### Exercise goal
Narrow the data below down to the lines containing "using".

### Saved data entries
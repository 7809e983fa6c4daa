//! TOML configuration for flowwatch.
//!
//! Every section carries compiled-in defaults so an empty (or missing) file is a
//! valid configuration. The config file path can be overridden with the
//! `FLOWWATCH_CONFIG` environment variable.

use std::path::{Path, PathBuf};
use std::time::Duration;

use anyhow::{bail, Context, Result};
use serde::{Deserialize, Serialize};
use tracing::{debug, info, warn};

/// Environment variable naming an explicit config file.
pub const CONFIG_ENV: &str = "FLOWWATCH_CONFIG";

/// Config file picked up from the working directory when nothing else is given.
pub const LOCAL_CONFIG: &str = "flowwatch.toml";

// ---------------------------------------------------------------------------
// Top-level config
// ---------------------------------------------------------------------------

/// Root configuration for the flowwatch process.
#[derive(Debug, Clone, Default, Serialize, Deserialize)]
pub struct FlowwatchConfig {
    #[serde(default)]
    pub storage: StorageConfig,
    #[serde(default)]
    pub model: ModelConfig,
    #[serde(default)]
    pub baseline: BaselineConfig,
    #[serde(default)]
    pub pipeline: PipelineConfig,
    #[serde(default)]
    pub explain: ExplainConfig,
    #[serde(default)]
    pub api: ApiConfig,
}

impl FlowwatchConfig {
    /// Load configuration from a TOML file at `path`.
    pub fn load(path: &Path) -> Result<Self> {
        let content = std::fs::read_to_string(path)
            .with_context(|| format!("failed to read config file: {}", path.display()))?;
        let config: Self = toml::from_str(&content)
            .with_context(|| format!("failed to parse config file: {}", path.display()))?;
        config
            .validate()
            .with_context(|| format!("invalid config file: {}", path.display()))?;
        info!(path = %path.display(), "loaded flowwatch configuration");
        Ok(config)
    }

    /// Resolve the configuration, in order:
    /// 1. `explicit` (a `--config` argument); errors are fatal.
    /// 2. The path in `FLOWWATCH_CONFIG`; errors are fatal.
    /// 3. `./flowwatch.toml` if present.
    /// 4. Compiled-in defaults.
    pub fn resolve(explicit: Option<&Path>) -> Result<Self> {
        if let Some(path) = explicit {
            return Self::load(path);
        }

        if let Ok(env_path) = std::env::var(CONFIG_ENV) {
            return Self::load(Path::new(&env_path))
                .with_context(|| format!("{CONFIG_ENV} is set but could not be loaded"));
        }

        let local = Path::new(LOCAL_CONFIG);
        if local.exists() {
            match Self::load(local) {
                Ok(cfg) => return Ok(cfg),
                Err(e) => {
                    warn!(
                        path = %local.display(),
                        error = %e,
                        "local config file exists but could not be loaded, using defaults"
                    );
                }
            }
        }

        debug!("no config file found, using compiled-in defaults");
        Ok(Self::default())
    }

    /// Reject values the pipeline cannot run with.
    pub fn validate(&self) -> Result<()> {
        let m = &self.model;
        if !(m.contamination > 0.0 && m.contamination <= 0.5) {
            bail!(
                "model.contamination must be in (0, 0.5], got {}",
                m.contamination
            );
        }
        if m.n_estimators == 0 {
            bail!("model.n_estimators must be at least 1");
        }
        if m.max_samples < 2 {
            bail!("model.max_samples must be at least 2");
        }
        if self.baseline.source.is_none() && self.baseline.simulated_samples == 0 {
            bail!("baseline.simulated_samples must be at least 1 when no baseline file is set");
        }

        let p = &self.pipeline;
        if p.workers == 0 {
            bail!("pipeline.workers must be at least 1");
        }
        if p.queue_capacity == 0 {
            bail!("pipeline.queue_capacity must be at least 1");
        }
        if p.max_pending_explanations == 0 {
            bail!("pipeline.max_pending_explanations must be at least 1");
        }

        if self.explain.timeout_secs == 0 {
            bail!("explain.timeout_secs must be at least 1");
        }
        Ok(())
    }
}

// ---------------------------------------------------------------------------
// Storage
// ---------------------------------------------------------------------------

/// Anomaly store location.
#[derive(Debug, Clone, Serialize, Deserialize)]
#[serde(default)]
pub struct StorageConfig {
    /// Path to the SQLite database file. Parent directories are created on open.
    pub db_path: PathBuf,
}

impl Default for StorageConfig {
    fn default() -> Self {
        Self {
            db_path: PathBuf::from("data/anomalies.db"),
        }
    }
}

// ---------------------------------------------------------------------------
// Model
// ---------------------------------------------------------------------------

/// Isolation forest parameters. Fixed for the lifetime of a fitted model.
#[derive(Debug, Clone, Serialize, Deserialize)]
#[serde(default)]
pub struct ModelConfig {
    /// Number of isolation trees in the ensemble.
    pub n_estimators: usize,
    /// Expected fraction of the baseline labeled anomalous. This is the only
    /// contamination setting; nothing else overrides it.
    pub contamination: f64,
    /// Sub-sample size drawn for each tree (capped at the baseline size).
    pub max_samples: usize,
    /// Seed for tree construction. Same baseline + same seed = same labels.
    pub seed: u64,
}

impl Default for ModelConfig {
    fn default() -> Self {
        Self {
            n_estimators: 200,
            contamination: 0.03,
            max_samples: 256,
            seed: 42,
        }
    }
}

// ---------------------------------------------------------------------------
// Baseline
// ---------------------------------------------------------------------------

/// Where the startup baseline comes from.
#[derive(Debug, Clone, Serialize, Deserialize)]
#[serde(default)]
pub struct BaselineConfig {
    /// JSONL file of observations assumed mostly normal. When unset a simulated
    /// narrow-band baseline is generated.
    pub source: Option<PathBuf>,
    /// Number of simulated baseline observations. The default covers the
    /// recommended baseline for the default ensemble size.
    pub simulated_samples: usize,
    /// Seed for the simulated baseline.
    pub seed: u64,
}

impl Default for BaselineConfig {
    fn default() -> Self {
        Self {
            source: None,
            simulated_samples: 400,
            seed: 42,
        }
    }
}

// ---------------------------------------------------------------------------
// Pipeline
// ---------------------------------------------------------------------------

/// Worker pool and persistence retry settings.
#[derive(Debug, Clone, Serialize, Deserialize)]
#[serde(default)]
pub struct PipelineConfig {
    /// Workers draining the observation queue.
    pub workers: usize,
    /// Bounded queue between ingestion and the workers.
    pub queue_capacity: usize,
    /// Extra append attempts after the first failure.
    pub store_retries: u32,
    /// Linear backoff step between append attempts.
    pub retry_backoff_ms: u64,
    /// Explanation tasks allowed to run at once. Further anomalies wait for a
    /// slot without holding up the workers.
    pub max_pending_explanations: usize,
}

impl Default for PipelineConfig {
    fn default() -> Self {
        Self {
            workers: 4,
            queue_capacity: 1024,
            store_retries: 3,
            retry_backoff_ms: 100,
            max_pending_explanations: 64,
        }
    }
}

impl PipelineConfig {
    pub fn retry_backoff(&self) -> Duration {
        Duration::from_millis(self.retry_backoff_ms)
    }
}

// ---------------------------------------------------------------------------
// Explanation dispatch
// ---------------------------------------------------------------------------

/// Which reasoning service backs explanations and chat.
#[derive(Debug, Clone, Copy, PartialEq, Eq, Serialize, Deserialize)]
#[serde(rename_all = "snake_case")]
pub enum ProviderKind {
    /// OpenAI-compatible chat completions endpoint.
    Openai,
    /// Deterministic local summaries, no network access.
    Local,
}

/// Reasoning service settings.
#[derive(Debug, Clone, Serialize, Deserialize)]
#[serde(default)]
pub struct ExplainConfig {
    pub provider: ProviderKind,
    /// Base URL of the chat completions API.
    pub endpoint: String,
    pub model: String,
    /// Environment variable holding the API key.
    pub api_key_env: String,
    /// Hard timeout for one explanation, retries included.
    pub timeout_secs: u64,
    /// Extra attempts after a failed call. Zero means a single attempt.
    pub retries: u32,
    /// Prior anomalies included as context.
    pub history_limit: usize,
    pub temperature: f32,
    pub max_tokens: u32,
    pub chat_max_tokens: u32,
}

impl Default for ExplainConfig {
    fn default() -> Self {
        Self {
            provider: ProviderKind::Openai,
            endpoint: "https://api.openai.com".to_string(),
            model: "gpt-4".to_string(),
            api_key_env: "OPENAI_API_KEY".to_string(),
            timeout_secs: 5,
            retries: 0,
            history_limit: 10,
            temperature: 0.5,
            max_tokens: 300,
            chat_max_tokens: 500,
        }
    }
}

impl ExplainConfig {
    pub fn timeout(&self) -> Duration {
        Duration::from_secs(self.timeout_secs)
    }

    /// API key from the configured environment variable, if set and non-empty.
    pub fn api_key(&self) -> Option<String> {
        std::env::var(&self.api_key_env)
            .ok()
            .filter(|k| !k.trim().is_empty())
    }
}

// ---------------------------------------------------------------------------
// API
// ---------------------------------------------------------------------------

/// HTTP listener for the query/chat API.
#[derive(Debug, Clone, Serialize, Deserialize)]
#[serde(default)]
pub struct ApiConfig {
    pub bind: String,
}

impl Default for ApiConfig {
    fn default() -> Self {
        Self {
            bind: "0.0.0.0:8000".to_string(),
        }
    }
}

### Answer to the exercise
                        "local config file exists but could not be loaded, using defaults"
        debug!("no config file found, using compiled-in defaults");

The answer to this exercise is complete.